When a man joins a Christian church, he becomes related to that church in the same way that nature makes him related to humanity. The reputation of the church is placed in his keeping. He cannot do an unchristian thing without injury to the church, or without depreciating, in the eyes of the world, every other member. Think what a blow is inflicted upon the church of Jesus Christ by such scandalous immoralities as some of its most prominent members have been guilty of--by forgeries, and adulteries, and drunkenness! These cases are not common, but when they occur, they are blows under which the church reels. The outside world looks on, and scoffs: "Aha! That's your Christianity, is it?"

I declare that I do not know of a position that more strongly appeals to a man's personal honor than that of membership in a Christian church. Even if a man in such a position should say within himself: "This costs more than it comes to. I love my vices more than I love the Master whose name I profess. Either openly or secretly, I will give rein to my appetites and passions"--he should be arrested by the consideration that he proposes to do that which will wound the feelings, and degrade the position, and injure the influence, of thousands of the best men and women in the world; that he proposes to inflict an irreparable injury upon a cause which has never injured him, and whose office it is to save him, and all mankind. Perhaps he is so weak, and temptation is so strong, that he feels, in the stress of his trial, that he can afford to perjure his own soul; but if he does, he has no right to wound others. Better fight the devil until the animal within us bleeds at every vein--until it dies, if that must be-- than "offend one of these little ones." A man who will join a church, and then lead an unchristian life, not only demonstrates before the world his hypocrisy, but he voluntarily undertakes to prove that he has no personal honor. An honorable man will sacrifice himself always before he will voluntarily inflict injury upon a cause he has pledged himself to sustain, and upon men and women whose good name is in his hands. When a member of a church has become so hardened in a course of bad living, that no pang comes to him when he thinks of the injury he is inflicting upon the Christian church, he is bad enough for a prison. I would not trust him the length of my arm.

We have had, within the last ten years, too many notable instances of falls from virtue among the clergy; and every fall has been like an avalanche. They come from a point so near to heaven, and fall so far, that mountain-sides are scarred and whole communities whelmed by the calamity. It takes, often, many years for the villages that lie at their feet to smile again.
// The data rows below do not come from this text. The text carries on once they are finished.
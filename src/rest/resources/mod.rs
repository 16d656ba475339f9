//! ESL management API resources.
//!
//! Each resource is a read shape implementing
//! [`RestResource`](crate::rest::RestResource) plus create and update
//! shapes. All resources share one client, one base URL, and one
//! authentication scheme.
//!
//! | Resource | Path | Extras |
//! |---|---|---|
//! | [`Store`] | `stores/` | |
//! | [`Product`] | `products/` | |
//! | [`Esl`] | `esls/` | |
//! | [`Gateway`] | `gateways/` | |
//! | [`Category`] | `categories/` | `active_only` filter, [`Category::initialize`] |
//!
//! # Example
//!
//! ```rust,ignore
//! use esl_api::rest::RestResource;
//! use esl_api::rest::resources::{Product, ProductUpdate};
//!
//! let product = Product::find(&client, "p-100").await?;
//! let repriced = Product::update(&client, &product.id, &ProductUpdate {
//!     selling_price: Some(product.mrp * 0.9),
//!     ..Default::default()
//! }).await?;
//! ```

mod category;
mod common;
mod esl;
mod gateway;
mod product;
mod store;

pub use category::{Category, CategoryCreate, CategoryListParams, CategoryUpdate};
pub use common::parse_timestamp;
pub use esl::{Esl, EslCreate, EslUpdate};
pub use gateway::{Gateway, GatewayCreate, GatewayUpdate};
pub use product::{Product, ProductCreate, ProductUpdate};
pub use store::{Store, StoreCreate, StoreUpdate};
//! REST API client for the ESL management API.
//!
//! This module provides a higher-level REST client built on top of the
//! [`HttpClient`](crate::clients::HttpClient).
//!
//! - [`RestClient`]: The REST API client with `get()`, `post()`, `put()`,
//!   `patch()`, `delete()` methods
//! - [`RestError`]: Error type for REST API operations
//!
//! # Path Normalization
//!
//! - Leading slashes are stripped: `/stores/` -> `stores/`
//! - Trailing slashes are kept: collection endpoints live at `stores/`
//! - Empty paths and `..` segments are rejected

mod client;
mod errors;

pub use client::RestClient;
pub use errors::RestError;
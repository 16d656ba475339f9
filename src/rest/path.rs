//! Path building infrastructure for REST resources.
//!
//! A resource is configured by its plural name alone. Endpoint templates are
//! relative to that name, and the standard five operations share one table,
//! [`CRUD_PATHS`]. Resources with extra endpoints list them separately.
//!
//! # Path Shapes
//!
//! - Collection operations (`all`, `create`) use the empty template, which
//!   resolves to the trailing slash form: `stores/`
//! - Entity operations (`find`, `update`, `delete`) use `{id}`: `stores/{id}`
//! - Administrative actions use a fixed sub-path: `categories/initialize`
//!
//! # Example
//!
//! ```rust
//! use esl_api::rest::{get_path, resource_url, ResourceOperation, CRUD_PATHS};
//! use std::collections::HashMap;
//!
//! let path = get_path(CRUD_PATHS, ResourceOperation::Find, &["id"]).unwrap();
//!
//! let mut ids = HashMap::new();
//! ids.insert("id", "store 7");
//! assert_eq!(resource_url("stores", path.template, &ids), "stores/store%207");
//! ```

use crate::clients::HttpMethod;
use crate::config::UpdateMethod;
use std::collections::HashMap;
use std::fmt::Display;

/// Operations that can be performed on a REST resource.
#[derive(Debug, Clone, Copy, PartialEq, Eq, Hash)]
pub enum ResourceOperation {
    /// Find a single resource by ID (GET /resources/{id}).
    Find,
    /// List all resources (GET /resources/).
    All,
    /// Create a new resource (POST /resources/).
    Create,
    /// Update an existing resource (PUT or PATCH /resources/{id}).
    Update,
    /// Delete a resource (DELETE /resources/{id}).
    Delete,
    /// Seed the collection with its default entries (POST /resources/initialize).
    Initialize,
}

impl ResourceOperation {
    /// Returns the HTTP method for this operation.
    ///
    /// `Update` uses the client's configured [`UpdateMethod`].
    #[must_use]
    pub const fn http_method(&self, update_method: UpdateMethod) -> HttpMethod {
        match self {
            Self::Find | Self::All => HttpMethod::Get,
            Self::Create | Self::Initialize => HttpMethod::Post,
            Self::Update => update_method.http_method(),
            Self::Delete => HttpMethod::Delete,
        }
    }

    /// Returns the operation name as a string.
    #[must_use]
    pub const fn as_str(&self) -> &'static str {
        match self {
            Self::Find => "find",
            Self::All => "all",
            Self::Create => "create",
            Self::Update => "update",
            Self::Delete => "delete",
            Self::Initialize => "initialize",
        }
    }
}

/// A path configuration for a REST resource operation.
///
/// Templates are relative to the resource's plural name and use `{id_name}`
/// placeholders for ID interpolation.
///
/// # Example
///
/// ```rust
/// use esl_api::rest::{ResourcePath, ResourceOperation};
///
/// const INITIALIZE: ResourcePath =
///     ResourcePath::new(ResourceOperation::Initialize, &[], "initialize");
/// ```
#[derive(Debug, Clone, Copy, PartialEq, Eq)]
pub struct ResourcePath {
    /// The operation this path is used for.
    pub operation: ResourceOperation,
    /// Required ID parameters in order.
    pub ids: &'static [&'static str],
    /// The template relative to the resource's plural name.
    pub template: &'static str,
}

impl ResourcePath {
    /// Creates a new `ResourcePath`.
    ///
    /// This is a `const fn` to allow paths to be defined as constants.
    #[must_use]
    pub const fn new(
        operation: ResourceOperation,
        ids: &'static [&'static str],
        template: &'static str,
    ) -> Self {
        Self {
            operation,
            ids,
            template,
        }
    }

    /// Returns the number of required IDs for this path.
    #[must_use]
    pub const fn id_count(&self) -> usize {
        self.ids.len()
    }

    /// Checks if all required IDs are available.
    #[must_use]
    pub fn matches_ids(&self, available_ids: &[&str]) -> bool {
        self.ids.iter().all(|id| available_ids.contains(id))
    }
}

/// The five standard operations shared by every resource.
pub const CRUD_PATHS: &[ResourcePath] = &[
    ResourcePath::new(ResourceOperation::All, &[], ""),
    ResourcePath::new(ResourceOperation::Find, &["id"], "{id}"),
    ResourcePath::new(ResourceOperation::Create, &[], ""),
    ResourcePath::new(ResourceOperation::Update, &["id"], "{id}"),
    ResourcePath::new(ResourceOperation::Delete, &["id"], "{id}"),
];

/// Selects the best matching path for an operation.
///
/// Filters paths by operation and required IDs, then picks the one with
/// the most required IDs. Returns `None` when the resource does not
/// support the operation.
#[must_use]
pub fn get_path<'a>(
    paths: &'a [ResourcePath],
    operation: ResourceOperation,
    available_ids: &[&str],
) -> Option<&'a ResourcePath> {
    paths
        .iter()
        .filter(|p| p.operation == operation)
        .filter(|p| p.matches_ids(available_ids))
        .max_by_key(|p| p.id_count())
}

/// Builds a URL path from a template by interpolating IDs.
///
/// Each value is percent-encoded so an ID can never introduce extra path
/// segments or a query string. Placeholders without a value are left as is.
///
/// # Example
///
/// ```rust
/// use esl_api::rest::build_path;
/// use std::collections::HashMap;
///
/// let mut ids = HashMap::new();
/// ids.insert("id", "a/b?c");
///
/// assert_eq!(build_path("products/{id}", &ids), "products/a%2Fb%3Fc");
/// ```
#[must_use]
#[allow(clippy::implicit_hasher)]
pub fn build_path<V: Display>(template: &str, ids: &HashMap<&str, V>) -> String {
    let mut result = template.to_string();

    for (key, value) in ids {
        let placeholder = format!("{{{key}}}");
        let encoded = urlencoding::encode(&value.to_string()).into_owned();
        result = result.replace(&placeholder, &encoded);
    }

    result
}

/// Joins a resource's plural name with an interpolated relative template.
///
/// The empty template yields the collection path with its trailing slash.
#[must_use]
#[allow(clippy::implicit_hasher)]
pub fn resource_url<V: Display>(plural: &str, template: &str, ids: &HashMap<&str, V>) -> String {
    format!("{plural}/{}", build_path(template, ids))
}

// Verify types are Send + Sync at compile time
const _: fn() = || {
    const fn assert_send_sync<T: Send + Sync>() {}
    assert_send_sync::<ResourceOperation>();
    assert_send_sync::<ResourcePath>();
};

#[cfg(test)]
mod tests {
    use super::*;

    const CATEGORY_ACTIONS: &[ResourcePath] = &[ResourcePath::new(
        ResourceOperation::Initialize,
        &[],
        "initialize",
    )];

    fn no_ids() -> HashMap<&'static str, &'static str> {
        HashMap::new()
    }

    #[test]
    fn test_resource_path_stores_fields_correctly() {
        let path = ResourcePath::new(ResourceOperation::Find, &["id"], "{id}");

        assert_eq!(path.operation, ResourceOperation::Find);
        assert_eq!(path.ids, &["id"]);
        assert_eq!(path.template, "{id}");
    }

    #[test]
    fn test_crud_paths_cover_the_five_standard_operations() {
        for operation in [ResourceOperation::All, ResourceOperation::Create] {
            let path = get_path(CRUD_PATHS, operation, &[]).unwrap();
            assert_eq!(path.template, "");
        }
        for operation in [
            ResourceOperation::Find,
            ResourceOperation::Update,
            ResourceOperation::Delete,
        ] {
            let path = get_path(CRUD_PATHS, operation, &["id"]).unwrap();
            assert_eq!(path.template, "{id}");
        }
        assert!(get_path(CRUD_PATHS, ResourceOperation::Initialize, &[]).is_none());
    }

    #[test]
    fn test_resource_url_derives_collection_and_entity_paths() {
        let mut ids = HashMap::new();
        ids.insert("id", "gw-001");

        assert_eq!(resource_url("gateways", "", &no_ids()), "gateways/");
        assert_eq!(resource_url("gateways", "{id}", &ids), "gateways/gw-001");
        assert_eq!(
            resource_url("categories", CATEGORY_ACTIONS[0].template, &no_ids()),
            "categories/initialize"
        );
    }

    #[test]
    fn test_build_path_interpolates_id() {
        let mut ids = HashMap::new();
        ids.insert("id", "gw-001");

        assert_eq!(build_path("gateways/{id}", &ids), "gateways/gw-001");
    }

    #[test]
    fn test_build_path_percent_encodes_reserved_characters() {
        let mut ids = HashMap::new();
        ids.insert("id", "../admin#x");

        let path = build_path("stores/{id}", &ids);
        assert_eq!(path, "stores/..%2Fadmin%23x");
        assert!(!path.contains('#'));
    }

    #[test]
    fn test_build_path_handles_numeric_ids() {
        let mut ids: HashMap<&str, u64> = HashMap::new();
        ids.insert("id", 123u64);

        assert_eq!(build_path("esls/{id}", &ids), "esls/123");
    }

    #[test]
    fn test_build_path_handles_missing_ids() {
        // Placeholders that aren't in the map remain unchanged
        assert_eq!(build_path("esls/{id}", &no_ids()), "esls/{id}");
    }

    #[test]
    fn test_get_path_returns_none_when_no_match() {
        // Unsupported operation
        assert!(get_path(CATEGORY_ACTIONS, ResourceOperation::Create, &[]).is_none());

        // Missing required ID
        assert!(get_path(CRUD_PATHS, ResourceOperation::Find, &[]).is_none());
    }

    #[test]
    fn test_resource_path_matches_ids() {
        let path = ResourcePath::new(ResourceOperation::Find, &["id"], "{id}");

        assert!(path.matches_ids(&["id"]));
        assert!(path.matches_ids(&["id", "extra"]));
        assert!(!path.matches_ids(&[]));
        assert_eq!(path.id_count(), 1);
    }

    #[test]
    fn test_resource_operation_http_method() {
        let put = UpdateMethod::Put;

        assert_eq!(ResourceOperation::Find.http_method(put), HttpMethod::Get);
        assert_eq!(ResourceOperation::All.http_method(put), HttpMethod::Get);
        assert_eq!(ResourceOperation::Create.http_method(put), HttpMethod::Post);
        assert_eq!(ResourceOperation::Delete.http_method(put), HttpMethod::Delete);
        assert_eq!(ResourceOperation::Initialize.http_method(put), HttpMethod::Post);
    }

    #[test]
    fn test_update_follows_configured_update_method() {
        assert_eq!(
            ResourceOperation::Update.http_method(UpdateMethod::Put),
            HttpMethod::Put
        );
        assert_eq!(
            ResourceOperation::Update.http_method(UpdateMethod::Patch),
            HttpMethod::Patch
        );
    }

    #[test]
    fn test_resource_operation_as_str() {
        assert_eq!(ResourceOperation::Initialize.as_str(), "initialize");
        assert_eq!(ResourceOperation::All.as_str(), "all");
    }
}
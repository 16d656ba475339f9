//! Error types for client configuration.
//!
//! All configuration constructors return `Result<T, ConfigError>` to enable
//! fail-fast validation. Error messages are designed to be clear and actionable.
//!
//! # Example
//!
//! ```rust
//! use esl_api::{BearerToken, ConfigError};
//!
//! let result = BearerToken::new("");
//! assert!(matches!(result, Err(ConfigError::EmptyBearerToken)));
//! ```

use thiserror::Error;

/// Errors that can occur while building an [`EslConfig`](crate::EslConfig).
#[derive(Debug, Error, Clone, PartialEq, Eq)]
pub enum ConfigError {
    /// The base URL is not an absolute `http` or `https` URL.
    #[error("Invalid base URL '{url}'. Please provide an absolute URL with scheme (e.g., 'https://api.example.com').")]
    InvalidBaseUrl {
        /// The invalid URL that was provided.
        url: String,
    },

    /// Bearer token cannot be empty.
    #[error("Bearer token cannot be empty. Omit the token instead of passing an empty string.")]
    EmptyBearerToken,

    /// The request timeout must be greater than zero.
    #[error("Request timeout must be greater than zero.")]
    ZeroTimeout,

    /// The update method is not one of the supported verbs.
    #[error("Invalid update method '{method}'. Expected 'put' or 'patch'.")]
    InvalidUpdateMethod {
        /// The invalid method string that was provided.
        method: String,
    },
}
All Christendom feels the shock, and mourns with downcast eyes the consequences. I freely grant that, as a class, the American clergy, of all denominations, are the purest and best men whom I know; but I cannot resist the conviction that there are many of them who forget what the responsibility is that rests upon them. It was the remark of an aged clergyman, retired from pulpit duties, that if he were a layman he should watch with more anxiety and carefulness than laymen do the relations that exist between pastors and the women of their flock. I do not understand this as a statement that there is any general looseness of conduct among the clergy at all; but as one which covers a kind of impropriety for which there is no name and no punishment. There are women whose affection for their husbands is uprooted through their intercourse with their pastors. There shall never be an improper word spoken; there shall never be a deed committed that would bring a blush to the most sensitive cheek; yet a susceptible woman in the society of a minister of strong and magnetic sympathies, may become as passive as a babe. Led toward him by her religious nature, attracted and held by his intellectual power and the graces of his language, yielding to him her confidence, it is not strange that, before she is aware, she is a captive without a captor, a victim without an enemy, a wreck without a destroyer.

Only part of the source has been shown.